Posted on 31 Juli 2015 by Der Barbara Streisand-Effekt

Harte Schale, weicher Kern: Ein endopsychotischesplasmatisches Reticulum ist innerhalb des Zellkörper eine vielseitige Membranstruktur im Spannungsfeld zwischen Rauheit und Weichhheit. Anders ausgedrückt, besteht es aus Hohlräumen, in denen permanent hauchdünne transparente Wände erschaffen werden. (Es könnten zum Beispiel Projektionswände für eine Filmvorführung sein). In der Zelle hat das endoplasmatische Reticulum einen wesentlichen Anteil an der Signaltransduktion, das heißt, es trägt zur innerzellulären Kommunikation mit dem Ziel der Umwandlung äußerer Reize und Signale in Handlungen im Zellinneren bei.
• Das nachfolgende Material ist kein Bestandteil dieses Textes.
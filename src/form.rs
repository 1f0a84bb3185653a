//! Multipart form decoding.
//!
//! Parsing `multipart/form-data` is delegated to [`multer`]. This module
//! collects the body, hands it to the parser, and sorts the parts into text
//! fields and uploaded files. File parts are spooled to temporary files whose
//! lifetime is tied to the [`ParsedForm`] that describes them.

use std::collections::BTreeMap;
use std::convert::Infallible;
use std::path::{Path, PathBuf};

use bytes::{Bytes, BytesMut};
use http_body_util::BodyExt;
use multer::{Field, Multipart};
use serde::Serialize;
use tempfile::TempPath;
use thiserror::Error;
use tokio::io::AsyncWriteExt;
use tracing::debug;

use crate::request::{Body, BoxError};

/// Default cap on the size of a form body: 10 MiB.
pub const DEFAULT_MAX_BODY_BYTES: usize = 10 * 1024 * 1024;

/// Everything decoded from one multipart body.
///
/// Names map to lists because a form may repeat a field name; values keep
/// their arrival order.
#[derive(Debug, Default, Serialize)]
pub struct ParsedForm {
    pub fields: BTreeMap<String, Vec<String>>,
    pub files: BTreeMap<String, Vec<UploadedFile>>,
}

impl ParsedForm {
    pub fn is_empty(&self) -> bool {
        self.fields.is_empty() && self.files.is_empty()
    }

    /// First value submitted under `name`.
    pub fn field(&self, name: &str) -> Option<&str> {
        self.fields.get(name)?.first().map(String::as_str)
    }

    /// First file uploaded under `name`.
    pub fn file(&self, name: &str) -> Option<&UploadedFile> {
        self.files.get(name)?.first()
    }
}

/// Metadata for one uploaded file part.
///
/// The bytes live in a temporary file at [`path`](Self::path). The file is
/// removed when this value is dropped unless uploads are configured to be
/// kept.
#[derive(Debug, Serialize)]
pub struct UploadedFile {
    pub field_name: String,
    pub original_filename: String,
    pub path: PathBuf,
    pub size: u64,
    pub content_type: Option<String>,
    pub headers: BTreeMap<String, String>,
    #[serde(skip)]
    pub(crate) temp: Option<TempPath>,
}

impl UploadedFile {
    /// Whether the backing file is removed on drop.
    pub fn is_temporary(&self) -> bool {
        self.temp.is_some()
    }
}

/// Why a body could not be decoded as a form.
#[derive(Debug, Error)]
pub enum DecodeError {
    #[error("expected multipart/form-data with a boundary, got {}", .0.as_deref().unwrap_or("no content type"))]
    ContentType(Option<String>),

    #[error("request body exceeds {limit} bytes")]
    TooLarge { limit: usize },

    #[error("failed to read request body: {0}")]
    Body(BoxError),

    #[error("malformed multipart body: {0}")]
    Multipart(#[from] multer::Error),

    #[error("failed to store upload: {0}")]
    Io(#[from] std::io::Error),
}

/// Knobs for [`decode`].
#[derive(Clone, Debug)]
pub struct FormOptions {
    pub max_body_bytes: usize,
    /// Where uploads are spooled. `None` means the system temp directory.
    pub upload_dir: Option<PathBuf>,
    /// Leave uploaded files on disk after the form is dropped.
    pub keep_uploads: bool,
}

impl Default for FormOptions {
    fn default() -> Self {
        Self {
            max_body_bytes: DEFAULT_MAX_BODY_BYTES,
            upload_dir: None,
            keep_uploads: false,
        }
    }
}

/// Reads `body` to the end and decodes it as `multipart/form-data`.
///
/// An empty body is an empty form whatever the content type says. Anything
/// else needs a multipart content type carrying a boundary.
pub async fn decode(
    content_type: Option<&str>,
    mut body: Body,
    options: &FormOptions,
) -> Result<ParsedForm, DecodeError> {
    let limit = options.max_body_bytes;
    let mut buf = BytesMut::new();
    while let Some(frame) = body.frame().await {
        let frame = frame.map_err(DecodeError::Body)?;
        if let Ok(data) = frame.into_data() {
            if buf.len() + data.len() > limit {
                return Err(DecodeError::TooLarge { limit });
            }
            buf.extend_from_slice(&data);
        }
    }
    let bytes = buf.freeze();

    if bytes.is_empty() {
        return Ok(ParsedForm::default());
    }

    let boundary = content_type
        .and_then(|ct| multer::parse_boundary(ct).ok())
        .ok_or_else(|| DecodeError::ContentType(content_type.map(str::to_owned)))?;

    let stream = futures_util::stream::once(async move { Ok::<Bytes, Infallible>(bytes) });
    let mut multipart = Multipart::new(stream, boundary);
    let mut form = ParsedForm::default();

    while let Some(field) = multipart.next_field().await? {
        let Some(name) = field.name().map(str::to_owned) else {
            debug!(index = field.index(), "skipping multipart part without a name");
            continue;
        };

        match field.file_name().map(str::to_owned) {
            Some(file_name) => {
                let file = store_upload(name.clone(), file_name, field, options).await?;
                form.files.entry(name).or_default().push(file);
            }
            None => {
                let value = field.text().await?;
                form.fields.entry(name).or_default().push(value);
            }
        }
    }

    Ok(form)
}

async fn store_upload(
    field_name: String,
    original_filename: String,
    mut field: Field<'_>,
    options: &FormOptions,
) -> Result<UploadedFile, DecodeError> {
    let content_type = field.content_type().map(ToString::to_string);
    let headers = field.headers().iter()
        .filter_map(|(k, v)| Some((k.as_str().to_owned(), v.to_str().ok()?.to_owned())))
        .collect();

    let dir = options.upload_dir.clone().unwrap_or_else(std::env::temp_dir);
    let suffix = upload_suffix(&original_filename);
    let temp = tokio::task::spawn_blocking(move || {
        tempfile::Builder::new()
            .prefix("formecho-")
            .suffix(&suffix)
            .tempfile_in(&dir)
    })
    .await
    .map_err(std::io::Error::from)??;
    let (file, temp_path) = temp.into_parts();

    let mut file = tokio::fs::File::from_std(file);
    let mut size = 0u64;
    while let Some(chunk) = field.chunk().await? {
        size += chunk.len() as u64;
        file.write_all(&chunk).await?;
    }
    file.flush().await?;

    let path = temp_path.to_path_buf();
    let temp = if options.keep_uploads {
        temp_path.keep().map_err(|e| e.error)?;
        None
    } else {
        Some(temp_path)
    };

    debug!(field = %field_name, file = %original_filename, size, path = %path.display(), "stored upload");

    Ok(UploadedFile {
        field_name,
        original_filename,
        path,
        size,
        content_type,
        headers,
        temp,
    })
}

/// Keeps the extension of the client's file name so spooled files stay
/// recognisable. Only alphanumeric extensions are carried over.
fn upload_suffix(original: &str) -> String {
    Path::new(original)
        .extension()
        .and_then(|e| e.to_str())
        .filter(|e| !e.is_empty() && e.len() <= 16 && e.chars().all(|c| c.is_ascii_alphanumeric()))
        .map(|e| format!(".{e}"))
        .unwrap_or_default()
}

#[cfg(test)]
mod tests {
    use http_body_util::{Full, StreamBody};
    use hyper::body::Frame;

    use super::*;

    const BOUNDARY: &str = "XyZzY";

    fn body(raw: &str) -> Body {
        Full::new(Bytes::from(raw.replace('\n', "\r\n")))
            .map_err(|e| -> BoxError { match e {} })
            .boxed_unsync()
    }

    fn content_type() -> String {
        format!("multipart/form-data; boundary={BOUNDARY}")
    }

    fn options(dir: &Path) -> FormOptions {
        FormOptions { upload_dir: Some(dir.to_path_buf()), ..FormOptions::default() }
    }

    const TWO_FIELDS: &str = "--XyZzY
Content-Disposition: form-data; name=\"a\"

1
--XyZzY
Content-Disposition: form-data; name=\"b\"

2
--XyZzY--
";

    #[tokio::test]
    async fn decodes_text_fields() {
        let dir = tempfile::tempdir().unwrap();
        let form = decode(Some(&content_type()), body(TWO_FIELDS), &options(dir.path())).await.unwrap();

        assert_eq!(form.field("a"), Some("1"));
        assert_eq!(form.field("b"), Some("2"));
        assert!(form.files.is_empty());
    }

    #[tokio::test]
    async fn repeated_names_keep_every_value_in_order() {
        let raw = "--XyZzY
Content-Disposition: form-data; name=\"tag\"

red
--XyZzY
Content-Disposition: form-data; name=\"tag\"

blue
--XyZzY--
";
        let form = decode(Some(&content_type()), body(raw), &FormOptions::default()).await.unwrap();
        assert_eq!(form.fields["tag"], vec!["red", "blue"]);
    }

    #[tokio::test]
    async fn file_parts_are_spooled_and_removed_on_drop() {
        let dir = tempfile::tempdir().unwrap();
        let raw = "--XyZzY
Content-Disposition: form-data; name=\"avatar\"; filename=\"me.png\"
Content-Type: image/png

PNGDATA
--XyZzY--
";
        let form = decode(Some(&content_type()), body(raw), &options(dir.path())).await.unwrap();
        let file = form.file("avatar").unwrap();

        assert_eq!(file.field_name, "avatar");
        assert_eq!(file.original_filename, "me.png");
        assert_eq!(file.size, 7);
        assert_eq!(file.content_type.as_deref(), Some("image/png"));
        assert!(file.path.starts_with(dir.path()));
        assert_eq!(file.path.extension().unwrap(), "png");
        assert_eq!(std::fs::read(&file.path).unwrap(), b"PNGDATA");
        assert!(form.fields.is_empty());

        let path = file.path.clone();
        drop(form);
        assert!(!path.exists());
    }

    #[tokio::test]
    async fn keep_uploads_leaves_files_behind() {
        let dir = tempfile::tempdir().unwrap();
        let raw = "--XyZzY
Content-Disposition: form-data; name=\"doc\"; filename=\"notes.txt\"

hello
--XyZzY--
";
        let opts = FormOptions { keep_uploads: true, ..options(dir.path()) };
        let form = decode(Some(&content_type()), body(raw), &opts).await.unwrap();
        let path = form.file("doc").unwrap().path.clone();
        assert!(!form.file("doc").unwrap().is_temporary());

        drop(form);
        assert!(path.exists());
    }

    #[tokio::test]
    async fn empty_body_is_an_empty_form() {
        let form = decode(None, body(""), &FormOptions::default()).await.unwrap();
        assert!(form.is_empty());
    }

    #[tokio::test]
    async fn missing_boundary_is_a_content_type_error() {
        let err = decode(Some("multipart/form-data"), body(TWO_FIELDS), &FormOptions::default())
            .await
            .unwrap_err();
        assert!(matches!(err, DecodeError::ContentType(Some(_))));

        let err = decode(None, body(TWO_FIELDS), &FormOptions::default()).await.unwrap_err();
        assert!(matches!(err, DecodeError::ContentType(None)));
        assert!(err.to_string().contains("no content type"));
    }

    #[tokio::test]
    async fn urlencoded_bodies_are_rejected() {
        let err = decode(Some("application/x-www-form-urlencoded"), body("a=1&b=2"), &FormOptions::default())
            .await
            .unwrap_err();
        assert!(matches!(err, DecodeError::ContentType(_)));
    }

    #[tokio::test]
    async fn oversized_body_is_rejected() {
        let opts = FormOptions { max_body_bytes: 8, ..FormOptions::default() };
        let err = decode(Some(&content_type()), body(TWO_FIELDS), &opts).await.unwrap_err();
        assert!(matches!(err, DecodeError::TooLarge { limit: 8 }));
    }

    #[tokio::test]
    async fn body_at_the_limit_is_accepted() {
        let raw = TWO_FIELDS.replace('\n', "\r\n");
        let opts = FormOptions { max_body_bytes: raw.len(), ..FormOptions::default() };
        let form = decode(Some(&content_type()), body(TWO_FIELDS), &opts).await.unwrap();
        assert_eq!(form.field("b"), Some("2"));
    }

    #[tokio::test]
    async fn failing_body_stream_is_a_body_error() {
        let frames: Vec<Result<Frame<Bytes>, BoxError>> = vec![
            Ok(Frame::data(Bytes::from_static(b"--XyZzY\r\n"))),
            Err("connection reset".into()),
        ];
        let body = StreamBody::new(futures_util::stream::iter(frames)).boxed_unsync();

        let err = decode(Some(&content_type()), body, &FormOptions::default()).await.unwrap_err();
        assert!(matches!(err, DecodeError::Body(_)));
        assert!(err.to_string().contains("connection reset"));
    }

    #[tokio::test]
    async fn unwritable_upload_dir_is_an_io_error() {
        let raw = "--XyZzY
Content-Disposition: form-data; name=\"doc\"; filename=\"notes.txt\"

hello
--XyZzY--
";
        let opts = options(Path::new("/definitely/not/a/dir"));
        let err = decode(Some(&content_type()), body(raw), &opts).await.unwrap_err();
        assert!(matches!(err, DecodeError::Io(_)));
    }

    #[tokio::test]
    async fn truncated_body_is_a_multipart_error() {
        let raw = "--XyZzY
Content-Disposition: form-data; name=\"a\"

1";
        let err = decode(Some(&content_type()), body(raw), &FormOptions::default()).await.unwrap_err();
        assert!(matches!(err, DecodeError::Multipart(_)));
    }

    #[test]
    fn suffix_only_keeps_plain_extensions() {
        assert_eq!(upload_suffix("photo.JPG"), ".JPG");
        assert_eq!(upload_suffix("archive.tar.gz"), ".gz");
        assert_eq!(upload_suffix("README"), "");
        assert_eq!(upload_suffix("evil.s/h"), "");
    }
}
Die Signalübersetzung spielt auch in unserer codierten Welt eine große Rolle. Wie groß mag in unserer Welt in Schräglage der Abstand zwischen echter Bedeutsamkeit, Bedeutungsträchtigkeit und Bedeutungslosigkeit sein? In unseren Zeiten werden im Spannungsfeld zwischen Politik und dem großen Geld Begriffe, ihre Bedeutungen sowie ihre Inhalte gebeugt und in ihr Gegenteil verkehrt. Da wird ein Krieg zur Friedensmission hochstilisiert, Konsumwahn wird zum „Sich-reich-kaufen“ oder Massenbevormundung zur Terrorismusbekämpfung. So ermittelt der Generalbundesanwalt gerade gegen die, die zur Aufklärung beitragen, und er ermittelt nicht gegen die, die das Gesetz gebrochen haben. Aus Unrecht wird Recht, aus Böse Gut, aus Krieg Frieden. Mit dem Aufkommen der großen Medienwirklichkeiten, die sich verselbständigt haben, versucht Endoplast etwas von dem Irrwitz deutlich zu machen, Medienrealitäten zu hinterfragen, virtuelle Welten zu offenbaren und dabei nebenbei auch etwas schrägen Spaß zu haben.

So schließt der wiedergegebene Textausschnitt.